Gastric Neoplasm – A Diagnostic Puzzle

Abstract

Introduction: Paragangliomas are non-epithelial neuroendocrine tumors originating from neural crest derived paraganglion cells situated in the region of the autonomic nervous system ganglia and accompanying nerves. Very few cases of primary gastric paraganglioma have been reported in the literature till date. We report a rare case of primary gastric paraganglioma. Case Report: A 38 year old woman presented with history of melena and dyspepsia. Physical examination revealed mild tenderness in the right hypochondrium, and she was diagnosed to have gall stone disease. However, upper gastrointestinal endoscopy and contrast enhanced computed tomography whole abdomen revealed presence of a small elevated intraluminal lesion at the body of stomach along greater curvature and clinically diagnosed as gastrointestinal stromal tumor(GIST).
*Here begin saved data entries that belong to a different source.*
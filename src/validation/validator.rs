use std::sync::{Arc, Mutex, MutexGuard};
use std::time::{Duration, Instant};

use rustc_hash::FxHashMap;
use tokio::task::JoinHandle;

use crate::config::Config;
use crate::core::constants::{columns, defaults, network, timeouts};
use crate::core::{Dataset, Result};
use crate::reporting::logging;
use crate::ui::ProgressReporter;
use crate::validation::checker::{HttpProbe, ReqwestProbe, UrlChecker};
use crate::validation::extract::{IgnoreList, extract_urls};

/// Knobs for a validation run.
#[derive(Debug, Clone)]
pub struct ValidatorSettings {
    pub row_timeout: Duration,
    pub url_timeout: Duration,
    pub ignore_empty: bool,
    pub ignore_list: IgnoreList,
    pub user_agent: String,
}

impl Default for ValidatorSettings {
    fn default() -> Self {
        Self {
            row_timeout: Duration::from_secs(timeouts::DEFAULT_ROW_TIMEOUT_SECONDS),
            url_timeout: Duration::from_secs(timeouts::DEFAULT_URL_TIMEOUT_SECONDS),
            ignore_empty: defaults::IGNORE_EMPTY,
            ignore_list: IgnoreList::new(defaults::IGNORED_URLS),
            user_agent: network::BROWSER_USER_AGENT.to_string(),
        }
    }
}

impl ValidatorSettings {
    pub fn from_config(config: &Config) -> Self {
        Self {
            row_timeout: config.row_timeout_duration(),
            url_timeout: config.url_timeout_duration(),
            ignore_empty: config.ignore_empty(),
            ignore_list: IgnoreList::new(config.ignored_urls()),
            user_agent: config.user_agent().to_string(),
        }
    }
}

/// What happened to one row's reference field.
#[derive(Debug, Clone, Copy, PartialEq, Eq)]
pub enum RowVerdict {
    /// Empty field skipped because empty references are tolerated.
    SkippedEmpty,
    /// Whole field, or every token in it, is on the ignore list.
    Ignored,
    /// Every URL answered acceptably.
    Passed,
    /// At least one URL is malformed, unreachable or returned an error
    /// status, or the field is empty.
    Flagged,
    /// The check produced no answer within the row budget or crashed.
    Indeterminate,
}

impl RowVerdict {
    pub fn is_flagged(self) -> bool {
        matches!(self, RowVerdict::Flagged | RowVerdict::Indeterminate)
    }
}

/// Verdicts for a dataset plus the flagged subset.
#[derive(Debug, Clone)]
pub struct ValidationReport {
    flagged: Dataset,
    verdicts: Vec<RowVerdict>,
}

impl ValidationReport {
    pub fn new(dataset: &Dataset, verdicts: Vec<RowVerdict>) -> Self {
        let mask: Vec<bool> = verdicts.iter().map(|verdict| verdict.is_flagged()).collect();
        Self {
            flagged: dataset.select(&mask),
            verdicts,
        }
    }

    pub fn flagged(&self) -> &Dataset {
        &self.flagged
    }

    pub fn into_flagged(self) -> Dataset {
        self.flagged
    }

    pub fn verdicts(&self) -> &[RowVerdict] {
        &self.verdicts
    }

    pub fn flagged_count(&self) -> usize {
        self.flagged.len()
    }

    pub fn indeterminate_count(&self) -> usize {
        self.verdicts
            .iter()
            .filter(|verdict| **verdict == RowVerdict::Indeterminate)
            .count()
    }
}

/// Slot where a row task deposits its answer, keyed by field text.
///
/// Each row gets a fresh board. A task that is aborted or panics never
/// writes, so the orchestrator sees an absent entry.
#[derive(Debug, Clone, Default)]
struct ResultBoard {
    entries: Arc<Mutex<FxHashMap<String, bool>>>,
}

impl ResultBoard {
    fn lock(&self) -> MutexGuard<'_, FxHashMap<String, bool>> {
        self.entries.lock().unwrap_or_else(|poisoned| poisoned.into_inner())
    }

    fn report(&self, key: String, flagged: bool) {
        self.lock().insert(key, flagged);
    }

    fn take(&self, key: &str) -> Option<bool> {
        self.lock().remove(key)
    }
}

/// Flags dataset rows whose `reference` field is broken.
///
/// Rows are processed one after another. Each row's URL checks run on their
/// own task under the row budget; the task is always aborted afterwards, so
/// nothing from a row outlives its turn.
pub struct ReferenceValidator {
    settings: ValidatorSettings,
    checker: UrlChecker,
}

impl ReferenceValidator {
    /// Validator backed by a real HTTP client.
    pub fn new(settings: ValidatorSettings) -> Result<Self> {
        let probe = ReqwestProbe::new(&settings.user_agent)?;
        Ok(Self::with_probe(settings, Arc::new(probe)))
    }

    pub fn with_probe(settings: ValidatorSettings, probe: Arc<dyn HttpProbe>) -> Self {
        let checker = UrlChecker::new(probe, settings.url_timeout);
        Self { settings, checker }
    }

    pub fn settings(&self) -> &ValidatorSettings {
        &self.settings
    }

    /// Decide whether one reference field should be flagged.
    pub async fn assess_field(&self, field: &str) -> RowVerdict {
        if field.is_empty() && self.settings.ignore_empty {
            return RowVerdict::SkippedEmpty;
        }

        let tokens = extract_urls(field);
        if tokens.is_empty() {
            return RowVerdict::Flagged;
        }

        if self.settings.ignore_list.contains(field.trim()) {
            return RowVerdict::Ignored;
        }

        let tokens: Vec<String> = tokens
            .into_iter()
            .filter(|token| !self.settings.ignore_list.contains(token))
            .map(str::to_string)
            .collect();
        if tokens.is_empty() {
            return RowVerdict::Ignored;
        }

        let board = ResultBoard::default();
        let mut handle = self.spawn_check(field, tokens, &board);

        let finished = tokio::time::timeout(self.settings.row_timeout, &mut handle).await;
        handle.abort();

        match board.take(field) {
            Some(true) => RowVerdict::Flagged,
            Some(false) => RowVerdict::Passed,
            None => {
                match finished {
                    Err(_) => logging::log_warning(&format!(
                        "Reference check exceeded {:?}: {field:?}",
                        self.settings.row_timeout
                    )),
                    Ok(Err(join_error)) => logging::log_error(
                        &format!("Reference check crashed for {field:?}"),
                        Some(&join_error),
                    ),
                    Ok(Ok(())) => {}
                }
                RowVerdict::Indeterminate
            }
        }
    }

    /// Start checking `tokens` on their own task; the answer lands on `board`
    /// under the whole field text.
    fn spawn_check(&self, field: &str, tokens: Vec<String>, board: &ResultBoard) -> JoinHandle<()> {
        let checker = self.checker.clone();
        let board = board.clone();
        let key = field.to_string();
        tokio::spawn(async move {
            let flagged = checker.any_flagged(&tokens).await;
            board.report(key, flagged);
        })
    }

    /// Assess every row of `dataset` in order.
    ///
    /// Fails only when the dataset has no `reference` column.
    pub async fn assess(
        &self,
        dataset: &Dataset,
        mut progress: Option<&mut ProgressReporter>,
    ) -> Result<ValidationReport> {
        let reference = dataset.require_column(columns::REFERENCE)?;
        let start = Instant::now();
        logging::log_validation_start(dataset.len());

        if let Some(ref mut progress) = progress {
            progress.start_row_validation(dataset.len());
        }

        let mut verdicts = Vec::with_capacity(dataset.len());
        let mut flagged = 0;
        for (index, record) in dataset.records().iter().enumerate() {
            let field = record.get(reference);
            let verdict = self.assess_field(field).await;
            logging::log_row_verdict(index + 1, field, verdict);

            if verdict.is_flagged() {
                flagged += 1;
            }
            if verdict == RowVerdict::Indeterminate
                && let Some(ref progress) = progress
            {
                progress.log_warning(&format!("Row {} did not finish checking", index + 1));
            }
            if let Some(ref progress) = progress {
                progress.update_row_progress(index + 1, flagged);
            }
            verdicts.push(verdict);
        }

        if let Some(ref progress) = progress {
            progress.finish_row_validation(flagged, dataset.len());
        }

        let report = ValidationReport::new(dataset, verdicts);
        logging::log_validation_complete(&report, start.elapsed().as_millis());
        Ok(report)
    }

    /// Rows of `dataset` with a broken reference, in input order.
    pub async fn detect_invalid_references(&self, dataset: &Dataset) -> Result<Dataset> {
        Ok(self.assess(dataset, None).await?.into_flagged())
    }
}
Endoscopic biopsy report revealed a diagnosis of submucosal Brunner’s gland hamartoma. Laparoscopic cholecystectomy and laparoscopy assisted wedge resection of the stomach mass was done and the specimens were sent for histopathological examination. The stomach mass was diagnosed as paraganglioma which was confirmed by immunohistochemistry. Conclusion: Primary gastric paraganglioma is a very rare tumor. They are more difficult to diagnose if they are non-functional. Complete surgical excision is the first line treatment that can be performed with open surgical resection or laparoscopic technique.